Stored items:
════════════════════
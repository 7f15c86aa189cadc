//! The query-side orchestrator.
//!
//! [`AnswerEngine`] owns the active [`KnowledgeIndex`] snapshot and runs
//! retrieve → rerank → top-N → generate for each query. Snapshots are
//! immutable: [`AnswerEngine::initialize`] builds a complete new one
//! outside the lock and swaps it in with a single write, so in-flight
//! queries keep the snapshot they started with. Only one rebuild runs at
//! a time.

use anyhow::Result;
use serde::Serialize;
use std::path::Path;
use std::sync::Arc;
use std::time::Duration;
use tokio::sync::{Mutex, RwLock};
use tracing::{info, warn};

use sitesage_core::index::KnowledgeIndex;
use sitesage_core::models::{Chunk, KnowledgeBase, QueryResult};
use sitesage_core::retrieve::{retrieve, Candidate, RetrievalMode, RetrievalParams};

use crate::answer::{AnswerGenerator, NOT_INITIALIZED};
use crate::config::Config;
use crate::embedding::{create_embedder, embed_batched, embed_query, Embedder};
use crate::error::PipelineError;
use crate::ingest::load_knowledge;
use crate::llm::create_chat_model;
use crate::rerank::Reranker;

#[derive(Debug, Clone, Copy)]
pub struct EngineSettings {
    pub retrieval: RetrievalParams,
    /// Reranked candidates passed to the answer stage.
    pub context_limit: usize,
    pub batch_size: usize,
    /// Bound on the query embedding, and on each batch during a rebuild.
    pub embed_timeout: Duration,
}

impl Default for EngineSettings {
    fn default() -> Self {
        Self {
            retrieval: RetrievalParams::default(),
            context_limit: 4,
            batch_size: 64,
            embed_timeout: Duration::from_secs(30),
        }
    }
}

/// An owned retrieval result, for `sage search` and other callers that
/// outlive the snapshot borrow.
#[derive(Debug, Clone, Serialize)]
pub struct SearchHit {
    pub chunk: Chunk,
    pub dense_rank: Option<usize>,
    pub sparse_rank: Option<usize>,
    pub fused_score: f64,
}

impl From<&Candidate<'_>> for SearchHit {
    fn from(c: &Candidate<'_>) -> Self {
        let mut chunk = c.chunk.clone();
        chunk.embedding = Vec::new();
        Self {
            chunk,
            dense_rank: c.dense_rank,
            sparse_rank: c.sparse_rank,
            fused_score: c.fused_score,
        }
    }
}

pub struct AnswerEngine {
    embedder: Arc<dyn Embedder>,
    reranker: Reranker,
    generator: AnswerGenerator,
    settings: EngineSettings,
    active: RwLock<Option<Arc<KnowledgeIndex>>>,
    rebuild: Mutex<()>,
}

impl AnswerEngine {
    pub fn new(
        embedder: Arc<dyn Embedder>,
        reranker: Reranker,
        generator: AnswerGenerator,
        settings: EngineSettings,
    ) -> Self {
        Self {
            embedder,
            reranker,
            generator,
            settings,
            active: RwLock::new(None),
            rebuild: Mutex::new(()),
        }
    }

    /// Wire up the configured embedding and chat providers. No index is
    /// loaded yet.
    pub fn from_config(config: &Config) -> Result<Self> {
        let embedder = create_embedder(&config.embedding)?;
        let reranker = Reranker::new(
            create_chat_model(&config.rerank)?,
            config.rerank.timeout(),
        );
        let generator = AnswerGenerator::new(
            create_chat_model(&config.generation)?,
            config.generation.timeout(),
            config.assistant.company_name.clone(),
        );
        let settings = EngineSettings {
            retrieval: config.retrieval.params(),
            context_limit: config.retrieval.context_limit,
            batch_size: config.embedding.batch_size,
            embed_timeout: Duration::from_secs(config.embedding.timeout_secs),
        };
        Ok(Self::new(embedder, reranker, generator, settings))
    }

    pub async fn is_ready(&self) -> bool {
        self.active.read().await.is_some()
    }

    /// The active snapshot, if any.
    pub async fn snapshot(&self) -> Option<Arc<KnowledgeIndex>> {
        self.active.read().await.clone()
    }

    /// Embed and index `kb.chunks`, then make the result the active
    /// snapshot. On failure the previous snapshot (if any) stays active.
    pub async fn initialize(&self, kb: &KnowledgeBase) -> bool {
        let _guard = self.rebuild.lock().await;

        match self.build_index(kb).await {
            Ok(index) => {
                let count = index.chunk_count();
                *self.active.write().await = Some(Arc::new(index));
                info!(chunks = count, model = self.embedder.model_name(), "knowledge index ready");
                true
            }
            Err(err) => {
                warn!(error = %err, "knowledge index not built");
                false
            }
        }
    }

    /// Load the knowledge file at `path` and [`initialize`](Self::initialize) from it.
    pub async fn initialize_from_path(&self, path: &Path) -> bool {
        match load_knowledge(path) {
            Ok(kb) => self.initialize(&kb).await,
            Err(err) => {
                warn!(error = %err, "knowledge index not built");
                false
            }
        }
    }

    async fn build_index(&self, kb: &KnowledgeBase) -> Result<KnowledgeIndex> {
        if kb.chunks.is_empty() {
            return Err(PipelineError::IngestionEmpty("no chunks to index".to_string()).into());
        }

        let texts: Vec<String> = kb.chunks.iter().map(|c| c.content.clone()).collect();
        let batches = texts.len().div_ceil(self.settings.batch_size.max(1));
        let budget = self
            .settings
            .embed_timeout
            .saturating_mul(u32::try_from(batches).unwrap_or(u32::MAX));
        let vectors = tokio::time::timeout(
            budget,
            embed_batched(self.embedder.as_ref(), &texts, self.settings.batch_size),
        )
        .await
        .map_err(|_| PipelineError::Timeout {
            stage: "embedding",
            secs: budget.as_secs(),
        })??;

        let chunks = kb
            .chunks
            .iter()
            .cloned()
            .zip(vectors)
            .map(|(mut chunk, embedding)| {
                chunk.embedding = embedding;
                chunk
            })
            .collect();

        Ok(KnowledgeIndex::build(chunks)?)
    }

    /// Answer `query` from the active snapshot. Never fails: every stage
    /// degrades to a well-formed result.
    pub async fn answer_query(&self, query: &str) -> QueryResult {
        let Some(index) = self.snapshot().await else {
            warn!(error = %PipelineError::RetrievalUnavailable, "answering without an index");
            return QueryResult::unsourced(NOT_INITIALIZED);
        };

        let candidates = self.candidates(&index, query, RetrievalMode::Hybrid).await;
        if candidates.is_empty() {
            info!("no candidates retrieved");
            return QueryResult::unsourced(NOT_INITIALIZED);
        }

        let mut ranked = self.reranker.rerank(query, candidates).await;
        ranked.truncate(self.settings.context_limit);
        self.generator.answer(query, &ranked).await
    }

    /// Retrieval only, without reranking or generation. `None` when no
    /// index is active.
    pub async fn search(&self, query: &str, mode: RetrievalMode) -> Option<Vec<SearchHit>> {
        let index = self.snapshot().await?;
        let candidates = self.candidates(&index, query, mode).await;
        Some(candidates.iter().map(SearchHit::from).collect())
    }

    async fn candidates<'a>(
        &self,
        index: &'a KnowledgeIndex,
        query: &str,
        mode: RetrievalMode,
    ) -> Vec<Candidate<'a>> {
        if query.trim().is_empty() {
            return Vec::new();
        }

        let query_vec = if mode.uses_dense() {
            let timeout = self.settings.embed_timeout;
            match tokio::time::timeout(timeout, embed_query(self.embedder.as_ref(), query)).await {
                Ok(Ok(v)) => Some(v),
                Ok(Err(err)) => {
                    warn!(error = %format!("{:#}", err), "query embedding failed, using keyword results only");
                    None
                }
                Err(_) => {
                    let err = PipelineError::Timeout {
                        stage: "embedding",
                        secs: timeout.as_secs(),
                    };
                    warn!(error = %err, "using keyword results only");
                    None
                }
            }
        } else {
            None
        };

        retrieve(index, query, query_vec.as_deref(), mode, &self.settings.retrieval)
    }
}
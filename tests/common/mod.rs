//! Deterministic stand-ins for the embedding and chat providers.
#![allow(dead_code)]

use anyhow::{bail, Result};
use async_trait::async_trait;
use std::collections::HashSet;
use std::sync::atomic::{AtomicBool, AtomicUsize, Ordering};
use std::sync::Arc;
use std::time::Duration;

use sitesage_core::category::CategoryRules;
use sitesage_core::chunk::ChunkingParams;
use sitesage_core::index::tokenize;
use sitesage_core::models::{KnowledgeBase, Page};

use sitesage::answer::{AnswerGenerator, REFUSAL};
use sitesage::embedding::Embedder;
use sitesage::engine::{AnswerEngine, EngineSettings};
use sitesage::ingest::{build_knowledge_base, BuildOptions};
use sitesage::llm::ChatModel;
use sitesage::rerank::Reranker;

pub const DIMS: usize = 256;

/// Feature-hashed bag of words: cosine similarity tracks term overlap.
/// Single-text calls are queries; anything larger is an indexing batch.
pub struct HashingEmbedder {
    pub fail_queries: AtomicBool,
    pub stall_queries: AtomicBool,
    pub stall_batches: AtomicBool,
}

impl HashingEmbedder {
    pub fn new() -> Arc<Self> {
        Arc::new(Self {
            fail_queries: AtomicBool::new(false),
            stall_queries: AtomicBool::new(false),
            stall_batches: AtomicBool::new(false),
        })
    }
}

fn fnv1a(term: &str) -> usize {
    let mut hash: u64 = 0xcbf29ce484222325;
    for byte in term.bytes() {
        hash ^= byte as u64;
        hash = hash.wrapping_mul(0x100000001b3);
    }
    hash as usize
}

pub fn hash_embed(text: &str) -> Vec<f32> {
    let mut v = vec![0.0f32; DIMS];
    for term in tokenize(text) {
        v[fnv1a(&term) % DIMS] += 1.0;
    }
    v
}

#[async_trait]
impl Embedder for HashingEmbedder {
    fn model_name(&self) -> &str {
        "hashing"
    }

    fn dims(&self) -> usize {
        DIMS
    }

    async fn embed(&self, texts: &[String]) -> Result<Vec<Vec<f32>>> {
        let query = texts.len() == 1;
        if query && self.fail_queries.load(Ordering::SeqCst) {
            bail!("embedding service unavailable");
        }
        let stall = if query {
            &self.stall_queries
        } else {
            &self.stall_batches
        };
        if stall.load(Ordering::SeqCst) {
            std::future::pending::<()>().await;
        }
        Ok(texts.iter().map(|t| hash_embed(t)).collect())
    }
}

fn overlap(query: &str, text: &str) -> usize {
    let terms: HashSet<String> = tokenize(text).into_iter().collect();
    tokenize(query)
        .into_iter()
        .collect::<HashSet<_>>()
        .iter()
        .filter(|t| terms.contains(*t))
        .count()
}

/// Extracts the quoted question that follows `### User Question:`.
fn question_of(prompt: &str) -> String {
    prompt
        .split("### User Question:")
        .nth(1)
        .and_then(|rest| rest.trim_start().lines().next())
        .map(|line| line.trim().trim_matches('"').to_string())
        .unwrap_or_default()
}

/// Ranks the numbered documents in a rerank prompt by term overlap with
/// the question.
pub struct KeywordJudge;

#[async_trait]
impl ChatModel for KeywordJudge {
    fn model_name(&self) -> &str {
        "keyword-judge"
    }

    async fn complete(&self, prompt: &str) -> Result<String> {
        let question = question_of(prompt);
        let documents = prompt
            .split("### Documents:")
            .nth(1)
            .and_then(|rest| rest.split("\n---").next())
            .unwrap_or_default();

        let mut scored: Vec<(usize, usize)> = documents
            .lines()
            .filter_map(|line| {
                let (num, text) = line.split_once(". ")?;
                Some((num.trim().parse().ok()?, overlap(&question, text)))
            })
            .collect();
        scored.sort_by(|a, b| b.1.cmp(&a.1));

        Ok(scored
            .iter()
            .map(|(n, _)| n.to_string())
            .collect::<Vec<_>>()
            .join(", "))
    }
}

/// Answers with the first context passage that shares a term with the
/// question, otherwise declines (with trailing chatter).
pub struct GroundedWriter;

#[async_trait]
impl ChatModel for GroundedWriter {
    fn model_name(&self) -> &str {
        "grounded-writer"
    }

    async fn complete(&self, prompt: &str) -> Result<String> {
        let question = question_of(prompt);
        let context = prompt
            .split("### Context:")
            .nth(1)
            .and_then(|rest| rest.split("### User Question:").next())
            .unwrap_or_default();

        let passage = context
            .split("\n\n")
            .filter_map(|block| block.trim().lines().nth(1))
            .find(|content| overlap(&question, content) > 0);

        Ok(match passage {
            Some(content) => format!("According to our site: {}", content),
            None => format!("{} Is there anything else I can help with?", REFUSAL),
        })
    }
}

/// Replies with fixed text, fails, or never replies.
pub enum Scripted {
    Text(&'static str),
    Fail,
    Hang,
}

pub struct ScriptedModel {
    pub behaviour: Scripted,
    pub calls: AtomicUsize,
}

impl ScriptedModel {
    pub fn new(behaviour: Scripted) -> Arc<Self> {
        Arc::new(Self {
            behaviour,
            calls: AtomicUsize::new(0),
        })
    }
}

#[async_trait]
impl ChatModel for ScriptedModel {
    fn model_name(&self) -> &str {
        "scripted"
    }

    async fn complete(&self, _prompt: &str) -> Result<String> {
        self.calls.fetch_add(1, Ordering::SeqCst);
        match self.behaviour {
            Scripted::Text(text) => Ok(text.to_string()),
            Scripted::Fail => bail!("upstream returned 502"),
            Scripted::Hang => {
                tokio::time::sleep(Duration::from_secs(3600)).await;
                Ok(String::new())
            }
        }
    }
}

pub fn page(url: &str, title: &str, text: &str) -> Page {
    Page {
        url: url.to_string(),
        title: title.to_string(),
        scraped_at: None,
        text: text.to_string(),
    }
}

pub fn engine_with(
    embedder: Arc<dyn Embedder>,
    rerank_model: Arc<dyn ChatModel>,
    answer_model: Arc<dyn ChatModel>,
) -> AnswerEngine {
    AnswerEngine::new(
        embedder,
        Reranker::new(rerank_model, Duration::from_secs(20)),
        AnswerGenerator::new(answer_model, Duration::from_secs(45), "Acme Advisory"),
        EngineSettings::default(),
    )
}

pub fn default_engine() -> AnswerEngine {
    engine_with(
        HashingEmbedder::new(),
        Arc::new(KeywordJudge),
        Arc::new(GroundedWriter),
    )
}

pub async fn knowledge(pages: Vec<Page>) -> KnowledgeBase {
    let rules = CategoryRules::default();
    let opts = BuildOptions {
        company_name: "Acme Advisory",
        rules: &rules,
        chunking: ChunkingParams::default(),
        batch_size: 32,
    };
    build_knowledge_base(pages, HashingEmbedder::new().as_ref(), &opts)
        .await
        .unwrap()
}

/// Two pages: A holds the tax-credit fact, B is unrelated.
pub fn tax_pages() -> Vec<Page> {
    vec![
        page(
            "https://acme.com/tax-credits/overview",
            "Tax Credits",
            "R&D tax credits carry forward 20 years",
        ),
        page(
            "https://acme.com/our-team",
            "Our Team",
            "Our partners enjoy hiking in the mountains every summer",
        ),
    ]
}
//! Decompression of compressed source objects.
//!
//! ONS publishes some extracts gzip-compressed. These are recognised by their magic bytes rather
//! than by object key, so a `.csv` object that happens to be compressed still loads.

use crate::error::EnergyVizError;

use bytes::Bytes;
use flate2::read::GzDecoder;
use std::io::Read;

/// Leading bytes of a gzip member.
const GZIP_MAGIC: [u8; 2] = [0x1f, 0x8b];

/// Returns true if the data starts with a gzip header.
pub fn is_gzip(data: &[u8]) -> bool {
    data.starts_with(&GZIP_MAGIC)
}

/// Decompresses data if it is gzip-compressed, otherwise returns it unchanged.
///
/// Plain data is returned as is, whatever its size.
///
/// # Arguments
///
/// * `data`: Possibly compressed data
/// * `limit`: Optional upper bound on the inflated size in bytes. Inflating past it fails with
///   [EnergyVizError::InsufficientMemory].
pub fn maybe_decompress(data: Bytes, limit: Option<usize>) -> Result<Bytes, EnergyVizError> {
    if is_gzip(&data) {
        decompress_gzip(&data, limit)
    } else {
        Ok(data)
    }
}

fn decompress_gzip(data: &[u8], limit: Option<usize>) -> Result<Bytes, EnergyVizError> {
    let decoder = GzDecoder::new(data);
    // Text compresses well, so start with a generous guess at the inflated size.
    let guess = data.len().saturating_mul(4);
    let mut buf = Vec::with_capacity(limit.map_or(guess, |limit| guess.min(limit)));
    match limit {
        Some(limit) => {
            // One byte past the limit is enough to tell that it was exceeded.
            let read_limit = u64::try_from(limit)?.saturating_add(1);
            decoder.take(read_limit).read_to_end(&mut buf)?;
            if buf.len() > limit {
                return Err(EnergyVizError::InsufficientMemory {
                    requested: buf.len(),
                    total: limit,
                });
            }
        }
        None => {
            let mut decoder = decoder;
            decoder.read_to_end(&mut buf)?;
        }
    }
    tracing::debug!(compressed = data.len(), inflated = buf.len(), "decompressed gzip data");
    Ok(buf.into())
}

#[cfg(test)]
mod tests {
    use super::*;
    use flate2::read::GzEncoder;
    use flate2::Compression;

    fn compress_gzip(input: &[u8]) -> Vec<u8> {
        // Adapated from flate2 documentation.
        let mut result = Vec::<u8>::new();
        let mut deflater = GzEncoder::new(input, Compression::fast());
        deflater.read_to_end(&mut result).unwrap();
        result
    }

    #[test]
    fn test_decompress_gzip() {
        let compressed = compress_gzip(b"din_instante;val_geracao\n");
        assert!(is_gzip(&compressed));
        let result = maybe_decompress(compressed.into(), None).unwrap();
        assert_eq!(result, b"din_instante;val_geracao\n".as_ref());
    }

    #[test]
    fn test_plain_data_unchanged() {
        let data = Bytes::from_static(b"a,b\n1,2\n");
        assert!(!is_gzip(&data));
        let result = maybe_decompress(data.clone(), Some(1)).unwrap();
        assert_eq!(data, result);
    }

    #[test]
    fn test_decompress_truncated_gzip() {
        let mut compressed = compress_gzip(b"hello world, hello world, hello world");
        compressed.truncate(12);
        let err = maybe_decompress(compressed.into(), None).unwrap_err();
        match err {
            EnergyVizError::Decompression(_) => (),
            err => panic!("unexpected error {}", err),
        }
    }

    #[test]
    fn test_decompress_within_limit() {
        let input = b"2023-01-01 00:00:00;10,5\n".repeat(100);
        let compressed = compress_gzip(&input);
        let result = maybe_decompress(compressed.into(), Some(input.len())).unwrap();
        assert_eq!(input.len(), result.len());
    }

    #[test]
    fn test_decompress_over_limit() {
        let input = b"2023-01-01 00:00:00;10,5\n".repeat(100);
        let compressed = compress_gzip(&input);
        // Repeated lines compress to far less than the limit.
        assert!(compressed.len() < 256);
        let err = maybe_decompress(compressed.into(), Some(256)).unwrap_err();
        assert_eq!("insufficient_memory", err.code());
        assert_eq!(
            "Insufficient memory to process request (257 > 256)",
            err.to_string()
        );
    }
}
════════════════════
→ REQUIREMENT:
A single number is expected: how many lines in the entries above hold the word "CategoryRules".

→ EXERCISE RESPONSE:
2